Any comments about the Boan Jenson days? 
Mike: It was actually a really important moment. Living together over the summer was such a  good experience. I got to know Jack that way, we hadn’t really gotten to hang out that much. It was good bonding. This was around 2018, 2019. 
Jack: We were talking The Plums. 
Mike: Great name. 

Describe your music? How does it speak to you?
Zane: Rock and fucking roll. That’s it. 
Jack: I think we look at it like what can we do project-wise. Rocking at the end of the day. 

What is your main songwriting inspiration? Is there a specific process or formula?
Jack: I don’t think there’s a specific process. We like to try out different things, it’s what keeps it interesting for us. Since we read and listen to a lot of things, we get excited about different people’s processes and then try out a lot of shit. 
Mike: Some of the most fun ways is to just play the four of us and see what happens. If we come across something nice and find a line or riff and go off that. 

Are you based out of New York now?
Jack: Yes, we all live together. We live in a big townhouse. 

How does that relate to the band relationship and how you work together?

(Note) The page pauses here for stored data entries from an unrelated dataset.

//! Database migration runner for Tally.
//!
//! Usage:
//!   tally-migrator up      - Run all pending migrations
//!   tally-migrator down    - Rollback last migration
//!   tally-migrator status  - Show migration status
//!   tally-migrator fresh   - Drop all tables and re-run migrations

use sea_orm_migration::prelude::*;
use tally_db::migration::Migrator;

#[tokio::main]
async fn main() {
    // Load .env file if present
    dotenvy::dotenv().ok();

    // Run the migrator CLI (it sets up its own tracing)
    cli::run_cli(Migrator).await;
}
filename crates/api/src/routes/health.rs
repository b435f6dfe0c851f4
//! Liveness probe.

use axum::{Json, Router, extract::State, routing::get};
use serde::Serialize;

use crate::AppState;

/// Liveness payload.
#[derive(Serialize)]
pub struct HealthResponse {
    /// Always `"healthy"` when the process answers.
    pub status: &'static str,
    /// Crate version of the running server.
    pub version: &'static str,
    /// Whether the scheduler trigger accepts calls (a cron secret is configured).
    pub sync_trigger_enabled: bool,
}

async fn health(State(state): State<AppState>) -> Json<HealthResponse> {
    Json(HealthResponse {
        status: "healthy",
        version: env!("CARGO_PKG_VERSION"),
        sync_trigger_enabled: !state.cron_secret.is_empty(),
    })
}

/// Creates the health route.
pub fn routes() -> Router<AppState> {
    Router::new().route("/health", get(health))
}
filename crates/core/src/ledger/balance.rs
//! Balance synchronization rules.
//!
//! Account balances are maintained incrementally: every mutation of a linked transaction
//! produces a `BalanceDelta` that the datastore adds to the account's `current_value`.
//!
//! - Asset: income adds, expense subtracts
//! - Liability: expense adds (debt grows), income subtracts (debt shrinks)

use rust_decimal::Decimal;
use serde::{Deserialize, Serialize};

use super::types::{AccountKind, AccountRef, Transaction, TransactionKind};

impl AccountKind {
    /// Calculates the signed balance change a transaction causes on this kind of account.
    #[must_use]
    pub fn balance_change(self, kind: TransactionKind, amount: Decimal) -> Decimal {
        match (self, kind) {
            (Self::Asset, TransactionKind::Income) | (Self::Liability, TransactionKind::Expense) => {
                amount
            }
            (Self::Asset, TransactionKind::Expense) | (Self::Liability, TransactionKind::Income) => {
                -amount
            }
        }
    }
}

/// A signed change to one account's running balance.
#[derive(Debug, Clone, Copy, PartialEq, Eq, Serialize, Deserialize)]
pub struct BalanceDelta {
    /// The account to adjust.
    pub account: AccountRef,
    /// Amount added to `current_value` (may be negative).
    pub delta: Decimal,
}

impl BalanceDelta {
    /// The effect of committing a transaction on its account.
    #[must_use]
    pub fn apply(kind: TransactionKind, amount: Decimal, account: AccountRef) -> Self {
        Self {
            account,
            delta: account.kind().balance_change(kind, amount),
        }
    }

    /// The effect of withdrawing a transaction from its account.
    ///
    /// Always the negation of [`BalanceDelta::apply`], so apply followed by reverse is the
    /// identity on the balance.
    #[must_use]
    pub fn reverse(kind: TransactionKind, amount: Decimal, account: AccountRef) -> Self {
        Self::apply(kind, amount, account).negated()
    }

    /// The delta committing `transaction` causes, if it is linked to an account.
    #[must_use]
    pub fn applying(transaction: &Transaction) -> Option<Self> {
        transaction
            .account
            .map(|account| Self::apply(transaction.kind, transaction.amount, account))
    }

    /// The delta withdrawing `transaction` causes, if it is linked to an account.
    #[must_use]
    pub fn reversing(transaction: &Transaction) -> Option<Self> {
        transaction
            .account
            .map(|account| Self::reverse(transaction.kind, transaction.amount, account))
    }

    /// Returns the same adjustment with the opposite sign.
    #[must_use]
    pub fn negated(self) -> Self {
        Self {
            account: self.account,
            delta: -self.delta,
        }
    }
}

/// Replays signed effects onto an opening balance.
///
/// Used to check the ledger invariant: a balance equals its opening value plus the
/// signed effect of every transaction still linked to it.
#[must_use]
pub fn replay(opening: Decimal, deltas: impl IntoIterator<Item = BalanceDelta>) -> Decimal {
    deltas.into_iter().fold(opening, |balance, d| balance + d.delta)
}
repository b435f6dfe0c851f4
//! Database migrations.
//!
//! Migrations are managed using sea-orm-migration.

pub use sea_orm_migration::prelude::*;

mod m20260301_000001_initial;

/// Migrator for running database migrations.
pub struct Migrator;

#[async_trait::async_trait]
impl MigratorTrait for Migrator {
    fn migrations() -> Vec<Box<dyn MigrationTrait>> {
        vec![Box::new(m20260301_000001_initial::Migration)]
    }
}
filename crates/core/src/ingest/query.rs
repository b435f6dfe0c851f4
//! Provider-side search query for candidate messages.

use chrono::{DateTime, Utc};

/// Terms that strongly suggest a message describes money moving.
const POSITIVE_TERMS: &[&str] = &[
    "$",
    "€",
    "£",
    "₹",
    "¥",
    "payment",
    "paid",
    "transfer",
    "receipt",
    "invoice",
    "debited",
    "credited",
    "transaction",
    "purchase",
    "order",
    "refund",
    "UPI",
    "bank",
    "\"credit card\"",
    "\"debit card\"",
    "PayPal",
    "Venmo",
    "Stripe",
    "GPay",
    "Paytm",
    "PhonePe",
];

/// Terms that mark marketing, recruiting and newsletter mail.
const EXCLUDED_TERMS: &[&str] = &[
    "unsubscribe",
    "job",
    "hiring",
    "newsletter",
    "webinar",
    "promotion",
    "offer",
    "sale",
];

/// Provider-classified categories never worth scanning.
const EXCLUDED_CATEGORIES: &[&str] = &["promotions", "social"];

/// Search query bounded below by a timestamp.
#[derive(Debug, Clone, PartialEq, Eq)]
pub struct CandidateQuery {
    after: DateTime<Utc>,
}

impl CandidateQuery {
    /// Matches messages received after `after`.
    #[must_use]
    pub fn after(after: DateTime<Utc>) -> Self {
        Self { after }
    }

    /// Lower time bound of the query.
    #[must_use]
    pub fn lower_bound(&self) -> DateTime<Utc> {
        self.after
    }

    /// Renders the provider search string.
    #[must_use]
    pub fn render(&self) -> String {
        let positive = POSITIVE_TERMS.join(" OR ");
        let excluded = EXCLUDED_TERMS
            .iter()
            .map(|term| format!("-{term}"))
            .collect::<Vec<_>>()
            .join(" ");
        let categories = EXCLUDED_CATEGORIES
            .iter()
            .map(|c| format!("-category:{c}"))
            .collect::<Vec<_>>()
            .join(" ");

        format!(
            "after:{} ({positive}) {excluded} {categories}",
            self.after.timestamp()
        )
    }
}

#[cfg(test)]
mod tests {
    use super::*;

    fn rendered() -> String {
        let after = "2024-03-01T00:00:00Z".parse::<DateTime<Utc>>().unwrap();
        CandidateQuery::after(after).render()
    }

    #[test]
    fn test_query_starts_with_time_bound() {
        assert!(rendered().starts_with("after:1709251200 ("));
    }

    #[test]
    fn test_query_contains_positive_disjunction() {
        let query = rendered();
        assert!(query.contains("payment OR paid OR transfer"));
        assert!(query.contains("₹"));
        assert!(query.contains("\"credit card\""));
    }

    #[test]
    fn test_query_excludes_noise() {
        let query = rendered();
        for term in ["-unsubscribe", "-newsletter", "-hiring", "-webinar"] {
            assert!(query.contains(term), "missing {term}");
        }
        assert!(query.ends_with("-category:promotions -category:social"));
    }
}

Do you find that makes practicing easier or harder?
Jack: I think we were all aware it could get messy. Just because you live together doesn’t mean it’s convenient. We practice and record at our studio in Williamsburg called Onion Records

What is your dream venue? 
Jack: I’d like to play at the Brooklyn Steel. I love that place. 
Mike: Maybe Webster Hall. 

What have been some of your favorite venues in New York? 
Jack: TV Eye. 
Zane: TV Eye, Baby’s. I have a feeling this is going to be the best. 
Jack: Arlene’s is great. 
Zane: Shout out to Arlene’s. 

Your new album is coming out tonight. Can you give us an insight into the process of it? 
Jack: There are nine songs. And it’s an accumulation of a bunch of material from the best couple years. It’s kind of scattered, we recorded at different places in New York and Connecticut. Next month, we are going up and making number two. Right back at it. 

Which song was the hardest to craft and which was the easiest on the new album?
Mike: “Country Song” was one that we were song excited about idea-wise. But it was the hardest to finish and craft. It was very Frankenstien. It was fucking crazy to do. The easiest was “Ana [De Armas].” 
Jack: “Ana [De Armas]” or “America.” We were drunk at 4am like, ‘we’re going to write a song.’ And it took an hour. The final recording was everything that we did that night. 

Besides the albums, what’s coming next?
Jack: We’re just going to be on tour. 
Zane: We’re writing the second record. And then we’re just going to tour, and tour, and tour until we have time to write album three. Just keep going. We really want to try to get to Europe.
Jack: It’s a big goal for us. 
Zane: Hopefully around 2024. That’s the biggest goal right now.